#### [Task goal]
Begin with the first line of the entries below. Copy each line exactly, stopping after the one that contains "use std::marker::PhantomData;".

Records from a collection
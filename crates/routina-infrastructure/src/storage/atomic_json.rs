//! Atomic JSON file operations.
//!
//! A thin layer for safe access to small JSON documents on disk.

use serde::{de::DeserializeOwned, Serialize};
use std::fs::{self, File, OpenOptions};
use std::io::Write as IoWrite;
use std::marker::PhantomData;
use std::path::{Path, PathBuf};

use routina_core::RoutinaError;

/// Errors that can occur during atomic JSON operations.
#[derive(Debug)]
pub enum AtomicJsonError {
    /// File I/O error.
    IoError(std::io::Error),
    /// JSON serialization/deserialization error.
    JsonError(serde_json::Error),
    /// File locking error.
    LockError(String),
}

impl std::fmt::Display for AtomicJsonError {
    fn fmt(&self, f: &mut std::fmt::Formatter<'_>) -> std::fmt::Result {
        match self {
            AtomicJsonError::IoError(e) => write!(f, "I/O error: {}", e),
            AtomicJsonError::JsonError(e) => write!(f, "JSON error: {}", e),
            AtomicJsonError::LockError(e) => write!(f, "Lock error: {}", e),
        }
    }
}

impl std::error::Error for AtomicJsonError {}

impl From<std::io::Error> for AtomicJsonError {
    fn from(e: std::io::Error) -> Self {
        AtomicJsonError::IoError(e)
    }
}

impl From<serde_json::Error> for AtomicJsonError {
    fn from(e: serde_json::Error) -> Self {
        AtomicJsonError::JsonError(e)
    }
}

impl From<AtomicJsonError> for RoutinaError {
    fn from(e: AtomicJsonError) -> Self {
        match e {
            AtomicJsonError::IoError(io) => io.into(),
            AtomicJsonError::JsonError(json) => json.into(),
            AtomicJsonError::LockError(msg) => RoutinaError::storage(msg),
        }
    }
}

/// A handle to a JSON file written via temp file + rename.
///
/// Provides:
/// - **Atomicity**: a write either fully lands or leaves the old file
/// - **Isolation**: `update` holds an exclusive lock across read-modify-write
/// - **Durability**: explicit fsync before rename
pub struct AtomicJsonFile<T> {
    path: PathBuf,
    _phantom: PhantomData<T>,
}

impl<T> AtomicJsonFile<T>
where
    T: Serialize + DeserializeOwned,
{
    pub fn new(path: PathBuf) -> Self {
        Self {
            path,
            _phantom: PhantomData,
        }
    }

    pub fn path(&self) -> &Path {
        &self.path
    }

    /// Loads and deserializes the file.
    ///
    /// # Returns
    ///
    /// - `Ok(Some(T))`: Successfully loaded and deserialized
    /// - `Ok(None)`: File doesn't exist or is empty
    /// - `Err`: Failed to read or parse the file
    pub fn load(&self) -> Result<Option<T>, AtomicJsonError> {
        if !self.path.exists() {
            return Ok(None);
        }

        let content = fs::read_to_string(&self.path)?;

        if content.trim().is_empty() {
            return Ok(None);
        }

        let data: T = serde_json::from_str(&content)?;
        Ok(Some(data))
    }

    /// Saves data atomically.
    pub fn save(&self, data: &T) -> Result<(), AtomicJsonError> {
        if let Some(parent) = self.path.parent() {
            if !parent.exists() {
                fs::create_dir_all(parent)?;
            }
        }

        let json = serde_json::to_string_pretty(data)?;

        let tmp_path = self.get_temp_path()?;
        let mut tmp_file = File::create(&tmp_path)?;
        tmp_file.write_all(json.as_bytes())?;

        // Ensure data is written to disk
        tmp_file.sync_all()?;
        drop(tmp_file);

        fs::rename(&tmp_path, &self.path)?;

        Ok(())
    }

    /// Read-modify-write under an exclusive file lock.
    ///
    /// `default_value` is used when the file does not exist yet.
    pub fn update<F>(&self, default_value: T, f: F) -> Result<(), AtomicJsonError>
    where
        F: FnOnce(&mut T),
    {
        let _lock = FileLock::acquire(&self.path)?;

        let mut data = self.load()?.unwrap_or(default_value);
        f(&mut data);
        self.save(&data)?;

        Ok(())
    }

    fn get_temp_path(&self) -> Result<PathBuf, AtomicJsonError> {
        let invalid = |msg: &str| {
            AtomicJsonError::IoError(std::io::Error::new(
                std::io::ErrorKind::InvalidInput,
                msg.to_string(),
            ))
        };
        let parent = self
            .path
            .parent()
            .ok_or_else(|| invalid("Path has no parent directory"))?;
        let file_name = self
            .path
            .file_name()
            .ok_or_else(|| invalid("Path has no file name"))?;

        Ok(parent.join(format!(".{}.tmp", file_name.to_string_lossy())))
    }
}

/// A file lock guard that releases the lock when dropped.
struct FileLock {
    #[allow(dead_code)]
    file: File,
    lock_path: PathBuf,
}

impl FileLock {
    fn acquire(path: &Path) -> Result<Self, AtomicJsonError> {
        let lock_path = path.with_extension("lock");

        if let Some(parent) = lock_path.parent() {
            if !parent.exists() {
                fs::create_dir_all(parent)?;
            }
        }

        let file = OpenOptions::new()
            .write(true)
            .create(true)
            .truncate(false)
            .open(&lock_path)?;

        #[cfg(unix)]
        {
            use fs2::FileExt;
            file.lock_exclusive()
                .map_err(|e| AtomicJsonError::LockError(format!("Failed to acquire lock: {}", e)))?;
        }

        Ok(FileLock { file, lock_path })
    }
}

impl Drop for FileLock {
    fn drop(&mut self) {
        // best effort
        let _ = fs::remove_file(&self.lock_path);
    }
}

#### [Answer section]
filename crates/routina-infrastructure/src/storage/atomic_json.rs
//! Atomic JSON file operations.
//!
//! A thin layer for safe access to small JSON documents on disk.

use serde::{de::DeserializeOwned, Serialize};
use std::fs::{self, File, OpenOptions};
use std::io::Write as IoWrite;
use std::marker::PhantomData;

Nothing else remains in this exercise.